Sarah van Sonsbeeck We may have all come on different ships, but we’re in the same boat now

Dominic van den Boogerd on emergency, migration and the folklore of the sea

By Dominic van den Boogerd

We may have all come on different ships, but we’re in the same boat now, 2017, golden Mylar blankets, dimensions variable. Photo: Gert Jan van Rooij. Courtesy Oude Kerk, Amsterdam

Oude Kerk, Amsterdam, 19 May – 17 September 

Consecrated in 1306, the Oude Kerk (Old Church) in Amsterdam’s red-light district is the oldest building in the city: now a museum, it was originally a port church, and has never been deconsecrated. For centuries, it faced almost directly onto the waterfront. Ships received blessings for a safe journey right in front of the church doors; fishermen could repair their nets in the vestibule, shielded from the elements, while it is here that naval heroes found their final resting place. The massive, wooden barrel-vaulted ceiling, made by ship’s carpenters, evokes the hull of a capsized ship. It was the special link between this church and the sea that inspired Sarah van Sonsbeeck’s installation We may have all come on different ships, but we’re in the same boat now (2017).

The floor of the church is almost entirely covered by 333 emergency blankets, each measuring 211 × 160 cm, with narrow walkways in between. The coverings are made of Mylar, a shiny, gold-coloured insulation foil, which has come to be familiar from news images of refugees on lifeboats. The emergency blankets offer shelter against cold and wind, much as the church itself once offered its protection. While the flimsy material has, here and there, been crumpled by visitors stepping on it, the gleaming reflection is mesmerising. The bluestone slabs of the floor have been transformed into a glistening sea that glitters in the warm sunlight flooding through the huge church windows. The folds in the emergency blankets echo the pattern of the stained glass.

The rescue blankets are clearly a reference to the unfortunate migrants who, seeking to escape unbearable situations at home, set out to sea in rickety boats attempting to reach Europe. Van Sonsbeeck previously used Mylar in her Anti Drone Tent (2013), a construction that shields users from the heat-scanning gaze of drones. In the Old Church – and the location doubtlessly plays a role in this – Mylar takes on a heavenly connotation. Its golden glow is reflected onto the tomb of Vice-Admiral Abraham van der Hulst, who died in 1666 in a naval battle against the English. The relief on the tomb monument shows the deceased hero lying on his back, eyes closed, while above him angels blow on golden trumpets. Death is marble; eternal life is golden.

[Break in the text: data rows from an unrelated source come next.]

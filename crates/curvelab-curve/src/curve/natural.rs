//! Natural and cyclic cubic splines.
//!
//! Both solve one linear system for the first derivative `D` at every knot
//! (see [`curvelab_math::linsys`]) and turn each pair of neighbouring knots
//! into power-basis coefficients.

use curvelab_core::{Result, Tolerance};
use curvelab_math::{Boundary, Point2, SplineSystem, Vector2};
use serde::{Deserialize, Serialize};

use super::{check_points, segment_count, Curve};
use crate::Scheme;

/// Per-segment cubic `f(t) = a + b·t + c·t² + d·t³`, both axes at once.
#[derive(Debug, Clone, Copy, PartialEq, Serialize, Deserialize)]
pub struct CubicCoefficients {
    pub a: Vector2,
    pub b: Vector2,
    pub c: Vector2,
    pub d: Vector2,
}

impl CubicCoefficients {
    /// Coefficients of the cubic from `p0` to `p1` with end derivatives
    /// `d0` and `d1`.
    pub fn from_hermite(p0: Point2, p1: Point2, d0: Vector2, d1: Vector2) -> Self {
        Self {
            a: p0,
            b: d0,
            c: 3.0 * (p1 - p0) - 2.0 * d0 - d1,
            d: 2.0 * (p0 - p1) + d0 + d1,
        }
    }

    pub fn position(&self, t: f64) -> Point2 {
        self.a + self.b * t + self.c * (t * t) + self.d * (t * t * t)
    }

    pub fn derivative(&self, t: f64) -> Vector2 {
        self.b + 2.0 * t * self.c + 3.0 * t * t * self.d
    }
}

/// Interpolating cubic spline with second-derivative continuity.
#[derive(Debug, Clone, Serialize, Deserialize)]
pub struct NaturalSpline {
    pub boundary: Boundary,
    pub segments: Vec<CubicCoefficients>,
}

impl NaturalSpline {
    /// Solve the spline system for `points`.
    ///
    /// [`Boundary::Natural`] gives `n - 1` segments with zero curvature at
    /// both ends; [`Boundary::Cyclic`] adds the segment from the last point
    /// back to the first.
    pub fn new(points: &[Point2], boundary: Boundary, tolerance: Tolerance) -> Result<Self> {
        let scheme = match boundary {
            Boundary::Natural => Scheme::NaturalSpline,
            Boundary::Cyclic => Scheme::NaturalSplineClosed,
        };
        check_points(scheme, points)?;

        let derivs = SplineSystem::build(boundary, points).solve(tolerance)?;
        let n = points.len();
        let segments = (0..segment_count(n, boundary == Boundary::Cyclic))
            .map(|i| {
                let j = (i + 1) % n;
                CubicCoefficients::from_hermite(points[i], points[j], derivs[i], derivs[j])
            })
            .collect();

        Ok(Self { boundary, segments })
    }
}

impl Curve for NaturalSpline {
    fn point_at(&self, segment: usize, t: f64) -> Point2 {
        self.segments[segment].position(t)
    }

    fn tangent_at(&self, segment: usize, t: f64) -> Vector2 {
        self.segments[segment].derivative(t)
    }

    fn segment_count(&self) -> usize {
        self.segments.len()
    }

    fn is_closed(&self) -> bool {
        self.boundary == Boundary::Cyclic
    }
}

In one of the chapels is a steel rack with three large oxygen tanks hanging from it: one original and two replicas cast in bronze, one of these last dull, the other polished to perfection. The blue original comes from Tristan da Cunha, one of the most remote places in the world, somewhere halfway between Africa and South America.

It washed up there having fallen off a lifeboat that was cast adrift from a sunken oil rig. On this sparsely populated island with no Internet access, van Sonsbeeck saw the empty tank being used as a gong: when the weather was favourable, this was rung to call fishermen to the harbour to set out to sea. Van Sonsbeeck’s gong is rung regularly by the church’s bell-ringer. He strikes it three times 37, three times in a row: 333 strikes in total, the same number as the emergency blankets (and, coincidence or not, exactly half of the Number of the Beast, as stated in the Book of Revelation). The sound is deafening, the frenzied rhythm alarming – an inescapable wakeup call that continues to reverberate for a long time afterwards.